Cottage in Plymouth, Devon, England

Tan Cottage is a Grade II listed building in Plympton, Devon, England. It stands in Plympton's main street at 49 Fore Street, behind numbers 45 and 47, and dates mainly to the 17th century, when it was used as a tannery.

It has painted rubble walls, and a dry slate roof over two storeys. A large projection on its western elevation is believed to be the original lateral chimney stack.

The building was the focal property of Time Team during their visit in 1999.

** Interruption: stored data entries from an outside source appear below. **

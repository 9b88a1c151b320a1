//! # pricing_core - Glazing Solution Pricing Engine
//!
//! `pricing_core` prices configurable architectural glazing solutions: Waltz
//! door/partition assemblies, flat glass panels and standalone accessory
//! bundles. Given one configuration snapshot it returns the final price and
//! an itemized breakdown. All inputs and outputs are JSON-serializable.
//!
//! ## Design Philosophy
//!
//! - **Stateless**: Pure functions that take a configuration and return a price
//! - **Total**: Every numeric configuration prices; nothing is rejected
//! - **JSON-First**: All request and result types implement Serialize/Deserialize
//! - **Explicit modes**: "not set" sentinels become enums before pricing
//!
//! ## Quick Start
//!
//! ```rust
//! use pricing_core::{compute_price, Configuration};
//!
//! let config: Configuration = serde_json::from_str(r#"{
//!     "category": "waltz",
//!     "orientation": "DFD",
//!     "doorCost": 1000,
//!     "fixedPartitionCost": 500
//! }"#).unwrap();
//!
//! let result = compute_price(&config);
//! assert_eq!(result.final_solution_price, 2500.0);
//! ```
//!
//! ## Modules
//!
//! - [`calculations`] - Entry points and the Waltz, Glass and accessory strategies
//! - [`request`] - Configuration records and the category-tagged request
//! - [`result`] - Final price and breakdown
//! - [`validation`] - Advisory warnings for suspicious input
//! - [`settings`] - Price-list constants (descope rate, area conversion)
//! - [`rounding`] - The rounding rules the strategies rely on
//! - [`units`] - Millimetre and square-foot wrappers
//! - [`errors`] - Structured error types

pub mod calculations;
pub mod errors;
pub mod request;
pub mod result;
pub mod rounding;
pub mod settings;
pub mod units;
pub mod validation;

// Re-export commonly used types at crate root for convenience
pub use calculations::{
    compute_accessory_only_price, compute_accessory_only_price_async, compute_price, compute_price_with, price,
    price_with,
};
pub use errors::{PricingError, PricingResult};
pub use request::{AccessoryOnlyConfiguration, Category, ChargeBy, Configuration, PricingRequest};
pub use result::{CalculationResult, PriceBreakdown};
pub use settings::PricingSettings;
pub use validation::PricingWarning;
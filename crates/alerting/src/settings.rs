//! Tenant Settings Model
//!
//! One `TenantSettings` per tenant configuration file. Only the fields the
//! routing engine keys on are typed; everything else in an output, route or
//! template object is preserved in `extra` and handed over untouched.

use serde::{Deserialize, Deserializer, Serialize};
use serde_json::{Map, Value};
use std::path::{Path, PathBuf};
use thiserror::Error;

/// Errors loading tenant settings
#[derive(Debug, Error)]
pub enum SettingsError {
    #[error("failed to read tenant config {path}: {source}")]
    Read {
        path: PathBuf,
        source: std::io::Error,
    },
    #[error("invalid tenant config: {0}")]
    Parse(#[from] serde_json::Error),
}

/// Alerting configuration of one tenant
#[derive(Debug, Clone, Default, PartialEq, Serialize, Deserialize)]
pub struct TenantSettings {
    /// Upstream server the tenant's alerts originate from
    #[serde(rename = "AquaServer", default)]
    pub aqua_server: String,

    /// Dedup store capacity
    #[serde(rename = "Max_DB_Size", default)]
    pub db_max_size: i64,

    /// Dedup store retention
    #[serde(rename = "Delete_Old_Data", default)]
    pub db_remove_old_data: i64,

    /// Dedup store verification interval
    #[serde(rename = "DbVerifyInterval", default)]
    pub db_test_interval: i64,

    /// Outputs in dispatch order
    #[serde(default, deserialize_with = "null_as_empty")]
    pub outputs: Vec<PluginSettings>,

    /// Routing rules
    #[serde(rename = "routes", default, deserialize_with = "null_as_empty")]
    pub input_routes: Vec<InputRoute>,

    /// Named rendering templates
    #[serde(default, deserialize_with = "null_as_empty")]
    pub templates: Vec<Template>,
}

/// One plugin output
#[derive(Debug, Clone, Default, PartialEq, Serialize, Deserialize)]
pub struct PluginSettings {
    #[serde(default)]
    pub name: String,
    #[serde(rename = "type", default)]
    pub output_type: String,
    #[serde(default)]
    pub enable: bool,
    #[serde(flatten)]
    pub extra: Map<String, Value>,
}

/// One routing rule
#[derive(Debug, Clone, Default, PartialEq, Serialize, Deserialize)]
pub struct InputRoute {
    #[serde(default)]
    pub name: String,
    #[serde(default)]
    pub input: String,
    #[serde(default, deserialize_with = "null_as_empty")]
    pub outputs: Vec<String>,
    #[serde(default)]
    pub template: String,
    #[serde(flatten)]
    pub extra: Map<String, Value>,
}

/// Named rendering template
#[derive(Debug, Clone, Default, PartialEq, Serialize, Deserialize)]
pub struct Template {
    #[serde(default)]
    pub name: String,
    #[serde(default, skip_serializing_if = "String::is_empty")]
    pub body: String,
    #[serde(rename = "rego-package", default, skip_serializing_if = "String::is_empty")]
    pub rego_package: String,
    #[serde(default, skip_serializing_if = "String::is_empty")]
    pub url: String,
    #[serde(
        rename = "legacy-scan-renderer",
        default,
        skip_serializing_if = "String::is_empty"
    )]
    pub legacy_scan_renderer: String,
    #[serde(flatten)]
    pub extra: Map<String, Value>,
}

impl TenantSettings {
    /// Parse settings from a JSON document
    pub fn from_json(json: &str) -> Result<Self, SettingsError> {
        Ok(serde_json::from_str(json)?)
    }

    /// Read and parse one tenant configuration file
    pub fn from_file(path: &Path) -> Result<Self, SettingsError> {
        let json = std::fs::read_to_string(path).map_err(|source| SettingsError::Read {
            path: path.to_path_buf(),
            source,
        })?;
        Self::from_json(&json)
    }

    /// Find an output by name
    pub fn output(&self, name: &str) -> Option<&PluginSettings> {
        self.outputs.iter().find(|o| o.name == name)
    }

    /// Enabled outputs, in dispatch order
    pub fn enabled_outputs(&self) -> impl Iterator<Item = &PluginSettings> {
        self.outputs.iter().filter(|o| o.enable)
    }

    /// Find a template by name
    pub fn template(&self, name: &str) -> Option<&Template> {
        self.templates.iter().find(|t| t.name == name)
    }
}

// `null` and a missing key both mean "no entries".
fn null_as_empty<'de, D, T>(deserializer: D) -> Result<Vec<T>, D::Error>
where
    D: Deserializer<'de>,
    T: Deserialize<'de>,
{
    Ok(Option::<Vec<T>>::deserialize(deserializer)?.unwrap_or_default())
}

In the interior, during renovations, a granite corbel was discovered, part of an older wall sitting behind the modern one. The lintel that it supported stretched into the adjacent property to the north, which continued up to Fore Street and the marketplace. During demolition of the property's shed, the top of a moulded granite window with at least two lights was discovered. The head of each window had a trefoil, and given that the top of the window was flat, not rounded, it was thought to be from a domestic building, of some standing, rather than ecclesiastical. Plymouth city archaeologist Keith Ray believed the stone came from the Hurdwick quarry at Tavistock Abbey, at nearby Roborough, which was active from the 12th century.